Petato’s smart litter box, Footloose, looks pretty impressive on paper. Not only is it self-cleaning and works with any clumping litter on the market, it connects via Wi-Fi to an app that tracks the weight plus excretion volume, frequency and duration of every cat that uses it. No wonder it blew through its Kickstarter goal within the first hour, even at its high price — discounted to $274 and up for the Kickstarter and $500 when it ships.
The box differentiates between cats by weight; it incorporates three weight sensors and four position gauges. Claimed weight accuracy is within 3.5 oz/100 g and output to within 0.04 oz/1g, which probably isn’t granular enough for young kittens but fine for bigger cats. The app tracks and analyzes the data so you can spot some of the major red flags that your cat is ill — excessive weight gain or loss, frequent or excessive urination, lots of unproductive activity and more.
To clean itself, the inner section rotates backward, pulling the unused litter through a grate to isolate the solids, which it then drops through to a sealed compartment via gravity; the rotation blocks a cat from entering while it’s cleaning. There’s a deodorizing unit that uses photocatalysis and a fan.

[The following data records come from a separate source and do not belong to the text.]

//! Display stat module.
//!
//! Contains `DisplayStat`, one row of the stat panel, and `FormattedStats`,
//! the formatter's output together with any diagnostics raised while
//! producing it.

use crate::error::Diagnostic;
use crate::numeric::group_thousands;
use crate::stat_kind::StatKind;
use serde::{Deserialize, Serialize};

/// Integer breakdown of a mandatory stat.
///
/// Always satisfies `current == base + bonus`.
#[derive(Debug, Clone, Copy, PartialEq, Eq, Serialize, Deserialize)]
pub struct Decomposition {
    pub current: i64,
    pub base: i64,
    pub bonus: i64,
}

impl Decomposition {
    /// Round `current` and `base`, and derive the bonus from the rounded
    /// values.
    ///
    /// # Examples
    ///
    /// ```rust
    /// use buildcard::display::Decomposition;
    ///
    /// let d = Decomposition::from_values(15_552.4, 10_874.5);
    /// assert_eq!(d.current, 15_552);
    /// assert_eq!(d.base, 10_875);
    /// assert_eq!(d.bonus, 4_677);
    /// ```
    pub fn from_values(current: f64, base: f64) -> Self {
        let current = current.round() as i64;
        let base = base.round() as i64;
        Self {
            current,
            base,
            bonus: current - base,
        }
    }

    pub fn current_text(&self) -> String {
        group_thousands(self.current)
    }

    pub fn base_text(&self) -> String {
        group_thousands(self.base)
    }

    pub fn bonus_text(&self) -> String {
        group_thousands(self.bonus)
    }
}

/// One row of the stat panel.
#[derive(Debug, Clone, PartialEq, Serialize, Deserialize)]
pub struct DisplayStat {
    pub kind: StatKind,
    /// `"{current} ({base} + {bonus})"` for HP/ATK/DEF, the formatted value
    /// otherwise.
    pub primary_text: String,
    /// Numeric value the row was built from, used when ranking damage
    /// bonuses.
    pub value: f64,
    pub decomposition: Option<Decomposition>,
}

impl DisplayStat {
    pub fn simple(kind: StatKind, value: f64, text: String) -> Self {
        Self {
            kind,
            primary_text: text,
            value,
            decomposition: None,
        }
    }

    pub fn decomposed(kind: StatKind, decomposition: Decomposition) -> Self {
        Self {
            kind,
            primary_text: format!(
                "{} ({} + {})",
                decomposition.current_text(),
                decomposition.base_text(),
                decomposition.bonus_text()
            ),
            value: decomposition.current as f64,
            decomposition: Some(decomposition),
        }
    }
}

/// The bounded stat list plus diagnostics.
#[derive(Debug, Clone, PartialEq, Default)]
pub struct FormattedStats {
    pub stats: Vec<DisplayStat>,
    pub diagnostics: Vec<Diagnostic>,
}

impl FormattedStats {
    pub fn len(&self) -> usize {
        self.stats.len()
    }

    pub fn is_empty(&self) -> bool {
        self.stats.is_empty()
    }

    pub fn kinds(&self) -> Vec<StatKind> {
        self.stats.iter().map(|stat| stat.kind).collect()
    }

    pub fn get(&self, kind: StatKind) -> Option<&DisplayStat> {
        self.stats.iter().find(|stat| stat.kind == kind)
    }

    /// Whether the list had to be flagged as over budget.
    pub fn overflowed(&self) -> bool {
        self.diagnostics
            .iter()
            .any(|d| matches!(d, Diagnostic::LayoutOverflow { .. }))
    }
}
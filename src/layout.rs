//! Layout engine.
//!
//! Maps a snapshot, its equipment and the formatted stat list onto the card
//! canvas. The output is a `PlacementList`; nothing is painted here. Icon
//! sizes come from the asset provider and text extents from the font
//! provider, so every bounding box is final when the list is returned.
//!
//! The canvas is split into fixed regions:
//!
//! - header, constellation column and skill column on the left half, over
//!   the character art;
//! - weapon panel and stat rows in the middle;
//! - five artifact panels on the right;
//! - the active set bonus banner under the stat rows.

use crate::asset::AssetProvider;
use crate::config::CardConfig;
use crate::display::FormattedStats;
use crate::equipment::{active_set_bonuses, EquipmentSlot, SlotKind, ARTIFACT_SLOTS};
use crate::error::CardError;
use crate::font::{FontProvider, NORMAL};
use crate::placement::{
    BoundingBox, IconOp, IconPaint, LinePaint, Paint, Placement, PlacementList, PolygonPaint,
    RectPaint, Rgba, TextPaint, ZLayer, WHITE,
};
use crate::snapshot::{AssetRef, CharacterSnapshot};
use crate::stat_kind::StatKind;

/// Card background; its size is the canvas size.
pub const BACKGROUND: &str = "Assets/default_enka_card.png";

pub const CONSTELLATION_STRIDE: f32 = 60.0;
pub const SKILL_STRIDE: f32 = 90.0;
pub const ARTIFACT_STRIDE: f32 = 119.0;

/// Vertical space shared by the stat rows.
pub const STAT_AREA_HEIGHT: usize = 365;

/// Weapon names at least this wide (size 22) are wrapped.
pub const WEAPON_NAME_MAX_WIDTH: f32 = 295.0;

/// Characters per line of a wrapped weapon name.
pub const WEAPON_NAME_WRAP: usize = 20;

const CHARACTER_MASK: &str = "Assets/enka_character_mask.png";
const CHARACTER_SHADE: &str = "Assets/enka_character_shade.png";
const CONSTELLATION_OVERLAY: &str = "Assets/enka_constellation_overlay.png";
const TALENT_OVERLAY: &str = "Assets/enka_talent_overlay.png";
const ARTIFACT_MASK: &str = "Assets/artifact_mask.png";
const FLOWER_OF_LIFE: &str = "Assets/flower_of_life_icon.png";
const FRIENDSHIP_ICON: &str = "UI/COMPANIONSHIP.png";
const LOCK_ICON: &str = "UI/LOCKED.png";

const GREEN: Rgba = [150, 255, 169, 255];
const BEIGE: Rgba = [245, 222, 179, 255];
const DIM_WHITE: Rgba = [255, 255, 255, 150];
const SOFT_WHITE: Rgba = [255, 255, 255, 200];
const BOOSTED_BADGE: Rgba = [79, 188, 212, 255];
const SKILL_BADGE: Rgba = [50, 50, 50, 178];
const PILL: Rgba = [235, 235, 235, 40];
const DARK_PILL: Rgba = [0, 0, 0, 100];
const BANNER_FILL: Rgba = [0, 0, 0, 50];

/// Which point of the text box the given coordinate refers to.
#[derive(Debug, Clone, Copy, PartialEq, Eq)]
pub enum TextAnchor {
    LeftTop,
    LeftMiddle,
    MiddleMiddle,
    RightTop,
}

/// Vertical distance between stat rows for `count` displayed stats.
///
/// Integer division of the stat area, so rows never overrun it.
///
/// # Examples
///
/// ```rust
/// use buildcard::layout::stat_row_stride;
///
/// assert_eq!(stat_row_stride(8), 45.0);
/// assert_eq!(stat_row_stride(3), 121.0);
/// ```
pub fn stat_row_stride(count: usize) -> f32 {
    if count == 0 {
        return 0.0;
    }
    (STAT_AREA_HEIGHT / count) as f32
}

/// How far the weapon's stat pills are pushed down for a name drawn on
/// `lines` lines.
///
/// # Examples
///
/// ```rust
/// use buildcard::layout::weapon_stat_offset;
///
/// assert_eq!(weapon_stat_offset(1), 5.0);
/// assert_eq!(weapon_stat_offset(3), 61.0);
/// ```
pub fn weapon_stat_offset(lines: usize) -> f32 {
    5.0 + 28.0 * lines.saturating_sub(1) as f32
}

/// Greedy word wrap at `width` characters.
///
/// Words longer than a line are split. Always returns at least one line.
///
/// # Examples
///
/// ```rust
/// use buildcard::layout::wrap_text;
///
/// assert_eq!(
///     wrap_text("Favonius Greatsword of the Far North", 20),
///     vec!["Favonius Greatsword", "of the Far North"]
/// );
/// assert_eq!(wrap_text("", 20), vec![""]);
/// ```
pub fn wrap_text(text: &str, width: usize) -> Vec<String> {
    let width = width.max(1);
    let mut lines = Vec::new();
    let mut current = String::new();
    let mut current_len = 0;

    for word in text.split_whitespace() {
        let mut word: Vec<char> = word.chars().collect();
        loop {
            let needed = if current_len == 0 {
                word.len()
            } else {
                current_len + 1 + word.len()
            };
            if needed <= width {
                if current_len > 0 {
                    current.push(' ');
                }
                current.extend(word.iter());
                current_len = needed;
                break;
            }
            if current_len > 0 {
                lines.push(std::mem::take(&mut current));
                current_len = 0;
                continue;
            }
            let rest = word.split_off(width);
            lines.push(word.into_iter().collect());
            word = rest;
        }
    }

    if current_len > 0 || lines.is_empty() {
        lines.push(current);
    }
    lines
}

/// Text size, color, anchor and layer.
#[derive(Debug, Clone, Copy)]
struct Style {
    size: u32,
    color: Rgba,
    anchor: TextAnchor,
    layer: ZLayer,
}

impl Style {
    fn new(size: u32) -> Self {
        Self {
            size,
            color: WHITE,
            anchor: TextAnchor::LeftTop,
            layer: ZLayer::Text,
        }
    }

    fn color(mut self, color: Rgba) -> Self {
        self.color = color;
        self
    }

    fn anchor(mut self, anchor: TextAnchor) -> Self {
        self.anchor = anchor;
        self
    }

    fn layer(mut self, layer: ZLayer) -> Self {
        self.layer = layer;
        self
    }
}

/// Weapon and artifacts sorted into their slots.
struct Loadout<'e> {
    weapon: &'e EquipmentSlot,
    artifacts: [Option<&'e EquipmentSlot>; 5],
}

impl<'e> Loadout<'e> {
    fn from_slots(equipment: &'e [EquipmentSlot]) -> Result<Self, CardError> {
        let mut weapon = None;
        let mut artifacts: [Option<&EquipmentSlot>; 5] = [None; 5];

        for (index, piece) in equipment.iter().enumerate() {
            match piece.slot {
                SlotKind::Unknown => return Err(CardError::UnknownEquipmentSlot { index }),
                SlotKind::Weapon => {
                    if weapon.is_none() {
                        weapon = Some(piece);
                    } else {
                        tracing::warn!(index, name = %piece.name, "Second weapon ignored");
                    }
                }
                slot => {
                    let Some(row) = slot.artifact_index() else {
                        return Err(CardError::UnknownEquipmentSlot { index });
                    };
                    if artifacts[row].is_some() {
                        tracing::warn!(index, ?slot, name = %piece.name, "Duplicate artifact position ignored");
                    } else {
                        artifacts[row] = Some(piece);
                    }
                }
            }
        }

        Ok(Self {
            weapon: weapon.ok_or(CardError::MissingWeapon)?,
            artifacts,
        })
    }

    fn equipped_artifacts(&self) -> Vec<EquipmentSlot> {
        self.artifacts.iter().flatten().map(|piece| (*piece).clone()).collect()
    }
}

/// Computes placements for one card.
///
/// # Examples
///
/// ```rust,no_run
/// use buildcard::asset::DiskAssetCache;
/// use buildcard::font::BlockFonts;
/// use buildcard::layout::LayoutEngine;
/// use buildcard::{CardConfig, CharacterSnapshot, StatFormatter};
///
/// # fn snapshot() -> CharacterSnapshot { unimplemented!() }
/// let snapshot = snapshot();
/// let config = CardConfig::default();
/// let (fonts, assets) = (BlockFonts::new(), DiskAssetCache::new("attributes"));
///
/// let stats = StatFormatter::from_config(&config)
///     .format(&snapshot.stats, snapshot.element)
///     .unwrap();
/// let placements = LayoutEngine::new(&fonts, &assets, &config)
///     .compute(&snapshot, &snapshot.equipment, &stats)
///     .unwrap();
/// assert!(placements.get("weapon.name.0").is_some());
/// ```
pub struct LayoutEngine<'a> {
    fonts: &'a dyn FontProvider,
    assets: &'a dyn AssetProvider,
    config: &'a CardConfig,
}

The design seems very thoughtful, combining the best parts of hooded and open litter boxes. There’s a full body opening so big cats don’t feel cramped, and it’s raised so that the cat in the box is above other cats in case you’ve got a problem with cornering bullies. You can remotely initiate cleaning, emptying and powering it off through the app, too, and scheduling sleep hours.
Off the top of my head, I still see a few potential issues with the Footloose:
All that tech doesn’t come cheap. It might possible to swallow $500 for a single box, but if you have four or more cats you’ll likely need multiple boxes.
It may not work for cats with polyuria (i.e., pee in great volume). There’s no decent clumping litter that can handle the output of a cat with kidney disease, for example, unless it turns into cement.
The 8-inch opening may not be large enough for some cats — not just obese cats, but cats who’d barely fit but don’t want to squeeze through the opening.At 26 inches/65cm on its long edge, it’s pretty big — giant sized, by litter box standards.
Keep in mind that a Kickstarter isn’t the same thing as a shipping product, so weigh the risks before forking over your funds. Petato’s last Kickstarter for the Queek sifting litter box got fully funded (just), but the company ended up canceling the project. This one’s a lot more ambitious, but also unique.